Auditors love this area. They look for:

  • Missing or sloppy travel logs.
  • Per diem rates that don’t match GSA tables.
  • Inconsistent treatment between projects or crews.
  • Multi-state issues (e.g., California’s stricter rules on what’s taxable).

For construction companies, this is where a loose per diem vs reimbursed expenses construction policy can turn into a real problem.

Decision to make: Are you willing to keep treating per diem casually and hope you never get audited, or will you invest in a clean, documented accountable plan that keeps reimbursements tax-free?

construction per diem tax compliance

6. Policy vs. Chaos: Who Actually Controls Travel Pay?

In many companies, travel pay decisions are made by whoever yells the loudest: a superintendent promising a crew extra cash to get them to a remote job, a PM trying to save a bid, or HR trying to clean up the mess after the fact.

That’s how you end up with:

  • Different per diem amounts for the same job.
  • Some managers paying per diem inside payroll, others cutting checks off-cycle.
  • Overtime calculated on base wages only, ignoring taxable stipends.
  • Workers comparing notes and feeling burned.

A better approach is boring but powerful:

  1. Write a clear travel policy.
    Spell out what’s covered (lodging, meals, incidentals), when per diem applies, how rates are set (GSA, IRS high-low, or CBA), and how first/last day rules work.
  2. Align it with the law.
    Cross-check against prevailing wage determinations, union CBAs, state labor laws, and IRS rules. They can all apply at once.
  3. Train your field leaders.
    Superintendents and foremen need to know what they can and can’t promise. A 20-minute training can save you thousands.
  4. Use tools, not spreadsheets.
    Mobile apps and integrated systems make it easier to track dates, locations, and business purpose, and to sync with payroll and accounting (source).

In other words, your field technician travel pay policies shouldn’t be negotiated in the parking lot.

Decision to make: Will travel pay be driven by policy or by ad hoc deals made in the field?

7. How to Build Travel Costs Into Your Next Bid (So You Don’t Regret It Later)

Let’s bring this down to something you can use on your next estimate.

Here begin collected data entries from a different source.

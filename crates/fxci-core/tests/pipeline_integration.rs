//! Integration tests for the full pipeline with a scripted process runner.

use fxci_core::fakes::ScriptedRunner;
use fxci_core::{
    validate, Architecture, BuildType, CommandSpec, Configuration, HarnessError, HarnessSettings,
    HostFamily, Pipeline, RawOptions,
};
use std::fs;
use std::path::Path;
use tempfile::TempDir;

const DOTNET_INFO: &str = "\
Runtime Environment:
 OS Name:     ubuntu
 OS Platform: Linux
 RID:         linux-x64
";

/// A source tree with a built runtime, and a validated configuration for it.
fn setup() -> (TempDir, Configuration) {
    let dir = tempfile::tempdir().unwrap();
    let product = dir
        .path()
        .join("bin")
        .join("Product")
        .join("Linux.x64.Debug");
    fs::create_dir_all(&product).unwrap();
    fs::write(product.join("libcoreclr.so"), b"fresh runtime").unwrap();

    let raw = RawOptions {
        arch: "X64".to_string(),
        build_type: "debug".to_string(),
        clr_root: Some(dir.path().to_path_buf()),
        ..RawOptions::default()
    };
    let config = validate(&raw, Path::new("/unused/program"), &settings()).unwrap();
    (dir, config)
}

fn settings() -> HarnessSettings {
    HarnessSettings {
        host: HostFamily::Unix,
        repo_url: "https://example.invalid/corefx.git".to_string(),
        ..HarnessSettings::default()
    }
}

/// Simulates `git clone` producing a tree whose build leaves one runtime dir.
fn fake_clone(cmd: &CommandSpec) {
    let dest = Path::new(cmd.args.last().unwrap());
    fs::create_dir_all(dest.join("bin").join("runtime").join("net9.0")).unwrap();
}

fn runner() -> ScriptedRunner {
    ScriptedRunner::new()
        .with_output("uname -s", "Linux\n")
        .with_output("", DOTNET_INFO)
        .with_effect("git clone", fake_clone)
}

fn script(config: &Configuration, name: &str) -> String {
    config.external_root.join(name).display().to_string()
}

#[tokio::test]
async fn test_successful_pipeline() {
    let (_dir, config) = setup();
    assert_eq!(config.arch, Architecture::X64);
    assert_eq!(config.build_type, BuildType::Debug);
    assert_eq!(config.branch, "master");

    let runner = runner();
    let settings = settings();
    let result = Pipeline::new(&runner, &settings)
        .run(&config)
        .await
        .expect("pipeline failed");

    assert!(result.success());
    assert_eq!(result.platform.rid_os, "linux");
    assert_eq!(
        result
            .stages
            .iter()
            .map(|s| s.stage_name.as_str())
            .collect::<Vec<_>>(),
        vec!["checkout", "platform", "build", "overlay", "test"]
    );

    let overlaid = config
        .external_root
        .join("bin")
        .join("runtime")
        .join("net9.0")
        .join("libcoreclr.so");
    assert_eq!(fs::read(overlaid).unwrap(), b"fresh runtime");

    let lines = runner.command_lines();
    let build = lines
        .iter()
        .position(|c| c.starts_with(&script(&config, "build.sh")))
        .expect("build ran");
    let test = lines
        .iter()
        .position(|c| c.starts_with(&script(&config, "build-tests.sh")))
        .expect("tests ran");
    assert!(build < test);
    assert!(lines[build].ends_with("-Release -RuntimeOS=linux -ArchGroup=x64"));
    assert!(lines[test].ends_with(
        "-- /p:WithoutCategories=IgnoreForCI /p:TestWithLocalNativeLibraries=true"
    ));

    let home = ("HOME".to_string(), config.external_root.join("tempHome").display().to_string());
    let calls = runner.calls();
    assert!(calls[test].env.contains(&home));

    let rid_query = calls
        .iter()
        .position(|c| c.program.ends_with("dotnet"))
        .expect("RID query ran");
    let checkout = lines
        .iter()
        .position(|c| c.starts_with("git checkout"))
        .expect("checkout ran");
    assert!(checkout < rid_query && rid_query < build);
    assert!(calls[rid_query].env.contains(&home));
}

#[tokio::test]
async fn test_failed_checkout_stops_before_build() {
    let (_dir, config) = setup();
    let runner = runner().with_status("git checkout", 3);
    let settings = settings();

    let err = Pipeline::new(&runner, &settings)
        .run(&config)
        .await
        .unwrap_err();

    assert_eq!(err.exit_code(), 3);
    assert!(!runner.ran(&script(&config, "build.sh")));
    assert!(!runner.ran(&script(&config, "build-tests.sh")));
}

#[tokio::test]
async fn test_failed_build_skips_overlay_and_tests() {
    let (_dir, config) = setup();
    let runner = runner().with_status(&script(&config, "build.sh"), 42);
    let settings = settings();

    let err = Pipeline::new(&runner, &settings)
        .run(&config)
        .await
        .unwrap_err();

    assert!(matches!(err, HarnessError::CommandFailed { code: 42, .. }));
    assert!(!runner.ran(&script(&config, "build-tests.sh")));
    assert!(!config
        .external_root
        .join("bin/runtime/net9.0/libcoreclr.so")
        .exists());
}

#[tokio::test]
async fn test_test_status_is_propagated_unchanged() {
    let (_dir, config) = setup();
    let runner = runner().with_status(&script(&config, "build-tests.sh"), 2);
    let settings = settings();

    let result = Pipeline::new(&runner, &settings)
        .run(&config)
        .await
        .expect("pipeline failed");

    assert_eq!(result.exit_code, 2);
    assert!(!result.success());
    assert_eq!(result.passed_count(), 4);
}

#[tokio::test]
async fn test_empty_runtime_output_fails_before_tests() {
    let (_dir, config) = setup();
    let runner = ScriptedRunner::new()
        .with_output("uname -s", "Linux\n")
        .with_output("", DOTNET_INFO)
        .with_effect("git clone", |cmd: &CommandSpec| {
            let dest = Path::new(cmd.args.last().unwrap());
            fs::create_dir_all(dest.join("bin").join("runtime")).unwrap();
        });
    let settings = settings();

    let err = Pipeline::new(&runner, &settings)
        .run(&config)
        .await
        .unwrap_err();

    assert!(matches!(err, HarnessError::OverlayDestination { found: 0, .. }));
    assert!(!runner.ran(&script(&config, "build-tests.sh")));
}

#[tokio::test]
async fn test_previous_checkout_is_replaced() {
    let (_dir, config) = setup();
    fs::create_dir_all(&config.external_root).unwrap();
    let stale = config.external_root.join("leftover.txt");
    fs::write(&stale, b"stale").unwrap();

    let runner = runner();
    let settings = settings();
    Pipeline::new(&runner, &settings)
        .run(&config)
        .await
        .expect("pipeline failed");

    assert!(!stale.exists());
    assert!(runner.ran("git clean -fxd"));
}

#[tokio::test]
async fn test_unparseable_rid_aborts_before_build() {
    let (_dir, config) = setup();
    let runner = ScriptedRunner::new()
        .with_output("uname -s", "Linux\n")
        .with_output("", "no identification here")
        .with_effect("git clone", fake_clone);
    let settings = settings();

    let err = Pipeline::new(&runner, &settings)
        .run(&config)
        .await
        .unwrap_err();

    assert!(matches!(err, HarnessError::RidNotFound(_)));
    assert!(runner.ran("git checkout"));
    assert!(!runner.ran(&script(&config, "build.sh")));
}

#[tokio::test]
async fn test_unsupported_host_aborts_before_clone() {
    let (_dir, config) = setup();
    let runner = ScriptedRunner::new().with_output("uname -s", "Haiku\n");
    let settings = settings();

    let err = Pipeline::new(&runner, &settings)
        .run(&config)
        .await
        .unwrap_err();

    assert!(matches!(err, HarnessError::UnsupportedHost(ref name) if name == "Haiku"));
    assert!(!runner.ran("git clone"));
}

When I review bids now, I force myself to answer a few uncomfortable questions before I call the number final.

For each traveling worker, ask:

  • How many days away from home will they realistically be on this job?
  • What’s the local GSA rate for lodging and M&IE in that county/city?
  • Are we booking housing or paying an all-in stipend?
  • How many hours of compensable travel will they log per week, and how much of that will hit overtime?
  • What’s our realistic downtime risk (weather, access, other trades)?
  • Which rules apply: prevailing wage, union CBA, state law, federal contract rules?

Then I build a simple model for the field crew travel budget:

  1. Per diem cost per day × days away from home.
  2. Estimated travel hours per week × wage rate (with overtime where it applies).
  3. Reasonable allowance for downtime (even 5–10% of labor hours can be eye-opening).
  4. Payroll tax impact if any per diem is likely to be taxable.

When you do this honestly, you’ll see why so many remote jobsite travel and lodging costs end up in the $20k–$30k in travel-related cost per worker range. It’s not because anyone is stealing. It’s because the original bid pretended those costs didn’t exist.

Decision to make: On your next bid, are you going to price travel like a real cost, or keep treating it like a rounding error?

Final Thought: Travel Is a Scope Item, Not a Footnote

Per diem, overtime on travel, and downtime aren’t side issues. They’re part of the scope. If you don’t define them, someone else will—your workers, your union, your client, or the IRS.

If you take nothing else from this, take this:

  • Use GSA and IRS benchmarks as your floor, not your ceiling.
  • Treat per diem as a reimbursement with rules, not a casual bonus.
  • Decide, in writing, when travel is paid and how it hits overtime.
  • Price downtime risk into your bid instead of pretending it won’t happen.

The projects that survive tight margins aren’t always the ones with the lowest number. They’re the ones where the contractor actually understood what it costs to keep people on the road—and built those hidden travel costs on construction projects into the bid from day one.